Crescent-shaped whitish bed of a fingernail or toenail

The lunula (: lunulae; from Latin 'little moon') is the crescent-shaped whitish area of the bed of a fingernail or toenail.

In humans, it appears by week 14 of gestation, and has a primary structural role in defining the free edge of the distal nail plate (the part of the nail that grows outward).

==Appearance==
The lunula is located at the end of the nail that is closest to the skin of the finger, but it still lies under the nail. It is not actually white but only appears so when it is seen through the nail. Outlining the nail matrix, the lunula is a very delicate part of the nail structure. If one damages the lunula, the nail will be permanently deformed.

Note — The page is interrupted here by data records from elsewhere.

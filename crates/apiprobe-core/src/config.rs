//! Project configuration for API test runs

use serde::{Deserialize, Serialize};
use std::collections::HashMap;
use std::path::{Path, PathBuf};
use std::time::Duration;

use crate::auth::AuthConfig;
use crate::retry::RetryPolicy;

/// How the synthesizer treats non-required object properties.
#[derive(Debug, Clone, Copy, Default, PartialEq, Eq, Serialize, Deserialize)]
#[serde(rename_all = "snake_case")]
pub enum OptionalFields {
    /// Per-property coin flip
    #[default]
    Random,
    /// Always include optional properties
    Always,
    /// Never include optional properties
    Never,
}

/// Project configuration
#[derive(Debug, Clone, Serialize, Deserialize)]
#[serde(default)]
pub struct Config {
    /// OpenAPI document path (JSON or YAML)
    pub spec: PathBuf,

    /// Base URL of the server to test
    pub base_url: String,

    /// Worker count; 0 or negative picks the core count (max 10)
    pub concurrency: i64,

    /// Retries per request on 5xx / transient transport errors (0-10)
    pub max_retries: i64,

    /// First backoff delay in milliseconds (at least 100)
    pub initial_delay_ms: u64,

    /// Per-request client timeout in seconds
    pub timeout_secs: u64,

    /// Static HTTP headers sent with every request
    pub headers: HashMap<String, String>,

    /// Credentials attached to every request
    pub auth: AuthConfig,

    /// Seed for request synthesis; unset means a fresh seed per run
    pub seed: Option<u64>,

    pub optional_fields: OptionalFields,

    /// Attach a request/response trace to every result
    pub verbose: bool,
}

impl Default for Config {
    fn default() -> Self {
        Self {
            spec: PathBuf::from("openapi.yaml"),
            base_url: "http://localhost:8080".to_string(),
            concurrency: 0,
            max_retries: 3,
            initial_delay_ms: 100,
            timeout_secs: 10,
            headers: HashMap::new(),
            auth: AuthConfig::default(),
            seed: None,
            optional_fields: OptionalFields::default(),
            verbose: false,
        }
    }
}

impl Config {
    /// Load config from file
    ///
    /// # Errors
    ///
    /// Returns error if file cannot be read or parsed
    pub fn load(path: &Path) -> Result<Self, ConfigError> {
        let content = std::fs::read_to_string(path)
            .map_err(|e| ConfigError::Io(path.to_path_buf(), e.to_string()))?;

        if path.extension().is_some_and(|ext| ext == "json") {
            serde_json::from_str(&content).map_err(|e| ConfigError::Parse(e.to_string()))
        } else {
            toml::from_str(&content).map_err(|e| ConfigError::Parse(e.to_string()))
        }
    }

    /// Load from default location (.apiprobe.toml)
    pub fn load_default() -> Result<Self, ConfigError> {
        let candidates = [".apiprobe.toml", ".apiprobe.json", "apiprobe.toml"];

        for name in candidates {
            let path = Path::new(name);
            if path.exists() {
                return Self::load(path);
            }
        }

        // No config file, return default
        Ok(Self::default())
    }

    #[must_use]
    pub fn retry_policy(&self) -> RetryPolicy {
        RetryPolicy::new(
            self.max_retries,
            Duration::from_millis(self.initial_delay_ms),
        )
    }

    #[must_use]
    pub fn timeout(&self) -> Duration {
        Duration::from_secs(self.timeout_secs.max(1))
    }

    /// Create example config file
    pub fn example() -> &'static str {
        r#"# apiprobe configuration

# OpenAPI document (local file path, JSON or YAML)
spec = "openapi.yaml"

# Server to test
base_url = "http://localhost:8080"

# Worker threads (0 = number of cores, at most 10)
concurrency = 0

# Retries on 5xx and transient network errors (0-10), exponential backoff
max_retries = 3
initial_delay_ms = 100

# Per-request timeout
timeout_secs = 10

# Fixed seed for reproducible request bodies
# seed = 42

# Optional body properties: "random", "always" or "never"
optional_fields = "random"

# Static headers
[headers]
# X-Request-Source = "apiprobe"

# Credentials: type = "none" | "bearer" | "api_key" | "basic"
[auth]
type = "none"
# token = "your-token-here"
# api_key_location = "header"
# api_key_name = "X-API-Key"
# username = "user"
# password = "pass"
"#
    }
}

#[derive(Debug, thiserror::Error)]
pub enum ConfigError {
    #[error("Cannot read {0}: {1}")]
    Io(PathBuf, String),
    #[error("Parse error: {0}")]
    Parse(String),
}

Even when the totality of the nail is removed, the lunula remains in place and is similar in appearance to another smaller fingernail embedded in the nail bed.

In most cases, it is half-moon-shaped and has unique histologic features. Examinations concluded that the lunula is an area of loose dermis with lesser developed collagen bundles. It appears whitish because a thickened underlying stratum basale obscures the underlying blood vessels.

The lunula is most noticeable on the thumb; however, not everyone's lunulae are visible. In some cases, the eponychium may partially or completely cover the lunula.

== Importance ==
Having no lunula may be normal; though, it may also indicate malnourishment, anemia, kidney problems, or heart disease.